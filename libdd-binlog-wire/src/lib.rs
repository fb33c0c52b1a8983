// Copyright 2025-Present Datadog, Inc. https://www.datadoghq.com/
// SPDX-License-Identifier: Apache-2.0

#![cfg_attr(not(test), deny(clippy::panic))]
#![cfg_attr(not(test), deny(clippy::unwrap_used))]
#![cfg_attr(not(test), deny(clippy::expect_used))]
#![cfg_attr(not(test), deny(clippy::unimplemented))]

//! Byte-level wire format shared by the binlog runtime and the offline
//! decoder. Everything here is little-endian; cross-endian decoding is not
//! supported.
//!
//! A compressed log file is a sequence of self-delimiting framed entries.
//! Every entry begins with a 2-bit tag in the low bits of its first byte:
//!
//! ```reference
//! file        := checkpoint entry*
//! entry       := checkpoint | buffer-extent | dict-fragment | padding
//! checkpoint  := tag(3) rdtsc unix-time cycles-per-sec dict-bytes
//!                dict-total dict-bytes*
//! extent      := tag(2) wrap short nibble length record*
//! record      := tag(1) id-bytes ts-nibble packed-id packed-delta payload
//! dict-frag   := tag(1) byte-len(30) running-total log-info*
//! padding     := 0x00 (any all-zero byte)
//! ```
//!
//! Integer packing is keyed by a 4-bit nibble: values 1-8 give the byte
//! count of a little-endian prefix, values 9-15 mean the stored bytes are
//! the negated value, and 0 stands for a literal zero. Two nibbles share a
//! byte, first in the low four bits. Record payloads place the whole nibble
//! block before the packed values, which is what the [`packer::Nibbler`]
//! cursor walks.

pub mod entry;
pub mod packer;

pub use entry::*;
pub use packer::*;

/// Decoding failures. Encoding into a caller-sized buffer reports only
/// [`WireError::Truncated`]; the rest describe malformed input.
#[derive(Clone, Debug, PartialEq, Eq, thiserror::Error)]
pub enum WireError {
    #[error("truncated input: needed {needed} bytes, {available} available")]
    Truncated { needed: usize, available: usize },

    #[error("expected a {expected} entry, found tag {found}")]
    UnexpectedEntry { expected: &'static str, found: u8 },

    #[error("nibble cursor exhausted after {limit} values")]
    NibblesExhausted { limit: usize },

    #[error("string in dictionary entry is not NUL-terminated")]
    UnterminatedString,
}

Brief ->
Every entry needs to be copied again, word for word.

Task solution ->
filename libdd-binlog-wire/src/lib.rs
repository fb33c0c52b1a8983
// Copyright 2025-Present Datadog, Inc. https://www.datadoghq.com/
// SPDX-License-Identifier: Apache-2.0

#![cfg_attr(not(test), deny(clippy::panic))]
#![cfg_attr(not(test), deny(clippy::unwrap_used))]
#![cfg_attr(not(test), deny(clippy::expect_used))]
#![cfg_attr(not(test), deny(clippy::unimplemented))]

//! Byte-level wire format shared by the binlog runtime and the offline
//! decoder. Everything here is little-endian; cross-endian decoding is not
//! supported.
//!
//! A compressed log file is a sequence of self-delimiting framed entries.
//! Every entry begins with a 2-bit tag in the low bits of its first byte:
//!
//! ```reference
//! file        := checkpoint entry*
//! entry       := checkpoint | buffer-extent | dict-fragment | padding
//! checkpoint  := tag(3) rdtsc unix-time cycles-per-sec dict-bytes
//!                dict-total dict-bytes*
//! extent      := tag(2) wrap short nibble length record*
//! record      := tag(1) id-bytes ts-nibble packed-id packed-delta payload
//! dict-frag   := tag(1) byte-len(30) running-total log-info*
//! padding     := 0x00 (any all-zero byte)
//! ```
//!
//! Integer packing is keyed by a 4-bit nibble: values 1-8 give the byte
//! count of a little-endian prefix, values 9-15 mean the stored bytes are
//! the negated value, and 0 stands for a literal zero. Two nibbles share a
//! byte, first in the low four bits. Record payloads place the whole nibble
//! block before the packed values, which is what the [`packer::Nibbler`]
//! cursor walks.

pub mod entry;
pub mod packer;

pub use entry::*;
pub use packer::*;

/// Decoding failures. Encoding into a caller-sized buffer reports only
/// [`WireError::Truncated`]; the rest describe malformed input.
#[derive(Clone, Debug, PartialEq, Eq, thiserror::Error)]
pub enum WireError {
    #[error("truncated input: needed {needed} bytes, {available} available")]
    Truncated { needed: usize, available: usize },

    #[error("expected a {expected} entry, found tag {found}")]
    UnexpectedEntry { expected: &'static str, found: u8 },

    #[error("nibble cursor exhausted after {limit} values")]
    NibblesExhausted { limit: usize },

    #[error("string in dictionary entry is not NUL-terminated")]
    UnterminatedString,
}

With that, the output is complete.